Spicy Winter Ragout
Ingredients
- 3 tablespoons olive oil ⓘ
- 1 onion, thinly sliced ⓘ
- 20-ounce package peeled butternut squash, cubed ⓘ
- 4 garlic cloves, peeled and sliced ⓘ
- 1 small bay leaf ⓘ
- 1/2 cup chicken broth ⓘ
- 1 small zucchini, halved lengthwise and cut into thin slices ⓘ
- 4 plum tomatoes, coarsely chopped (about 1 1/4 cups) ⓘ
- 1 teaspoon kosher salt ⓘ
- 1 Thai chili, sliced or 1/4 teaspoon crushed red pepper flakes ⓘ
- 2 tablespoons fresh sage leaves, shredded ⓘ
- Freshly ground black pepper ⓘ
Instructions
- Over medium-low heat, add the oil to a large skillet with the onion, squash, garlic, and bay leaf, stirring occasionally, until the onion has softened. Add 1/2 cup chicken broth or water.
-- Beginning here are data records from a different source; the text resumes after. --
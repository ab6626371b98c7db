//! 内存块设备
//!
//! 用于测试和系统早期启动：每个设备有固定数量的块，
//! 从未写过的块读出全零。

use alloc::boxed::Box;
use alloc::collections::BTreeMap;
use core::sync::atomic::{AtomicU64, Ordering};

use super::BlockDevice;
use crate::consts::BSIZE;
use crate::error::{Error, ErrorKind, Result};
use crate::sync::SpinLock;
use crate::types::{BlockNo, BufKey};

/// 内存块设备
pub struct RamDisk {
    /// 每个设备的块数
    nblocks: BlockNo,
    /// 已写入过的块
    blocks: SpinLock<BTreeMap<BufKey, Box<[u8; BSIZE]>>>,
    /// 是否只读
    read_only: bool,
    /// 物理读次数
    reads: AtomicU64,
    /// 物理写次数
    writes: AtomicU64,
}

impl RamDisk {
    /// 创建可读写的内存盘
    pub fn new(nblocks: BlockNo) -> Self {
        Self {
            nblocks,
            blocks: SpinLock::new(BTreeMap::new()),
            read_only: false,
            reads: AtomicU64::new(0),
            writes: AtomicU64::new(0),
        }
    }

    /// 创建只读内存盘
    pub fn read_only(nblocks: BlockNo) -> Self {
        Self {
            read_only: true,
            ..Self::new(nblocks)
        }
    }

    /// 每个设备的块数
    pub fn nblocks(&self) -> BlockNo {
        self.nblocks
    }

    /// 物理读次数
    pub fn read_count(&self) -> u64 {
        self.reads.load(Ordering::Relaxed)
    }

    /// 物理写次数
    pub fn write_count(&self) -> u64 {
        self.writes.load(Ordering::Relaxed)
    }

    /// 绕过缓存直接填充一个块（测试准备数据用）
    pub fn fill(&self, key: BufKey, data: &[u8]) {
        let mut block = Box::new([0u8; BSIZE]);
        let len = data.len().min(BSIZE);
        block[..len].copy_from_slice(&data[..len]);
        self.blocks.lock().insert(key, block);
    }

    /// 绕过缓存直接读出一个块的内容
    pub fn snapshot(&self, key: BufKey) -> [u8; BSIZE] {
        self.blocks
            .lock()
            .get(&key)
            .map(|b| **b)
            .unwrap_or([0u8; BSIZE])
    }

    fn check(&self, key: BufKey, len: usize) -> Result<()> {
        if key.blockno >= self.nblocks {
            return Err(Error::new(ErrorKind::InvalidInput, "Block number out of range"));
        }
        if len < BSIZE {
            return Err(Error::new(ErrorKind::InvalidInput, "Buffer smaller than block size"));
        }
        Ok(())
    }
}

impl BlockDevice for RamDisk {
    fn read_block(&self, key: BufKey, buf: &mut [u8]) -> Result<()> {
        self.check(key, buf.len())?;
        self.reads.fetch_add(1, Ordering::Relaxed);
        match self.blocks.lock().get(&key) {
            Some(block) => buf[..BSIZE].copy_from_slice(&block[..]),
            None => buf[..BSIZE].fill(0),
        }
        log::trace!("[RAMDISK] read {}", key);
        Ok(())
    }

    fn write_block(&self, key: BufKey, buf: &[u8]) -> Result<()> {
        if self.read_only {
            return Err(Error::new(ErrorKind::PermissionDenied, "Device is read-only"));
        }
        self.check(key, buf.len())?;
        self.writes.fetch_add(1, Ordering::Relaxed);
        let mut block = Box::new([0u8; BSIZE]);
        block.copy_from_slice(&buf[..BSIZE]);
        self.blocks.lock().insert(key, block);
        log::trace!("[RAMDISK] write {}", key);
        Ok(())
    }

    fn is_read_only(&self) -> bool {
        self.read_only
    }
}
//! 常量定义

/// 块大小（字节），即每个缓存槽位的负载大小
pub const BSIZE: usize = 1024;

/// 单个上层操作最多同时持有的块数
pub const MAXOPBLOCKS: usize = 10;

/// 默认缓存槽位数量
pub const NBUF: usize = MAXOPBLOCKS * 3;
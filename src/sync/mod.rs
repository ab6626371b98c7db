//! 两级锁
//!
//! - [`SpinLock`]：忙等结构锁，只保护短小的元数据临界区（槽位绑定、
//!   引用计数、LRU 顺序），绝不跨越设备 I/O，也绝不在持有时等待内容锁。
//! - [`SleepLock`]：阻塞式内容锁，等待者被挂起而不是自旋，
//!   可以跨越设备 I/O 以及调用方对块数据的整个临界区。
//!
//! 加锁顺序只有一种：先在结构锁内完成元数据修改并释放结构锁，
//! 再去获取内容锁。

mod sleeplock;

pub use sleeplock::{SleepLock, SleepLockGuard};

/// 结构锁（忙等互斥）
pub type SpinLock<T> = spin::Mutex<T>;

/// 结构锁守卫
pub type SpinLockGuard<'a, T> = spin::MutexGuard<'a, T>;
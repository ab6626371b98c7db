//! 块设备抽象
//!
//! block/device.rs 定义缓存消费的同步块读写接口
//! block/ramdisk.rs 提供一个内存实现，测试和早期启动时使用

mod device;
mod ramdisk;

pub use device::BlockDevice;
pub use ramdisk::RamDisk;
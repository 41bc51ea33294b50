//! Canonical JSON text generator.
//!
//! Walks a [`Value`] tree and produces compact JSON: no whitespace
//! anywhere, object members in the map's lexicographic key order. The
//! generator is total; a tree is well-formed by construction, so there is
//! no error channel.

use crate::escape;
use crate::value::Value;

/// Generate canonical JSON text for a value tree.
///
/// A pure function of its input: the same tree always produces the same
/// text.
pub fn generate(value: &Value) -> String {
    let mut out = String::new();
    generate_value(value, &mut out);
    out
}

/// Exhaustive dispatch over the seven variants.
fn generate_value(value: &Value, out: &mut String) {
    match value {
        Value::Null => out.push_str("null"),
        Value::Bool(b) => out.push_str(if *b { "true" } else { "false" }),
        Value::Integer(n) => out.push_str(&n.to_string()),
        Value::Float(f) => generate_float(*f, out),
        Value::String(s) => generate_string(s, out),
        Value::Array(array) => generate_array(array, out),
        Value::Object(object) => generate_object(object, out),
    }
}

/// Default decimal rendering of a double, with two pinned details: whole
/// finite floats keep a trailing `.0` so the text stays float-classified
/// on reparse, and non-finite floats (caller-built only; the parser never
/// produces them) render as `null`.
fn generate_float(f: f64, out: &mut String) {
    if f.is_nan() || f.is_infinite() {
        out.push_str("null");
    } else if f.fract() == 0.0 {
        out.push_str(&format!("{:.1}", f));
    } else {
        out.push_str(&format!("{}", f));
    }
}

/// Quote and escape a string. The eight table escapes get their
/// two-character forms; any other control character below U+0020 is
/// emitted as `\u00XX`, zero-padded to 4 hex digits.
fn generate_string(s: &str, out: &mut String) {
    out.push('"');
    for ch in s.chars() {
        if ch.is_ascii() {
            if let Some(letter) = escape::escape(ch as u8) {
                out.push('\\');
                out.push(letter as char);
                continue;
            }
        }
        if (ch as u32) < 0x20 {
            out.push_str(&format!("\\u{:04x}", ch as u32));
        } else {
            out.push(ch);
        }
    }
    out.push('"');
}

fn generate_array(array: &[Value], out: &mut String) {
    out.push('[');
    for (i, element) in array.iter().enumerate() {
        if i > 0 {
            out.push(',');
        }
        generate_value(element, out);
    }
    out.push(']');
}

fn generate_object(object: &std::collections::BTreeMap<String, Value>, out: &mut String) {
    out.push('{');
    for (i, (key, value)) in object.iter().enumerate() {
        if i > 0 {
            out.push(',');
        }
        generate_string(key, out);
        out.push(':');
        generate_value(value, out);
    }
    out.push('}');
}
Cover and cook 15 minutes or until the squash is fork-tender. Stir in the zucchini, tomatoes, salt, and chili and cook over medium heat, stirring occasionally, for 5 to 7 minutes or until the vegetables are tender. Stir in the sage and a few grinds of pepper to taste.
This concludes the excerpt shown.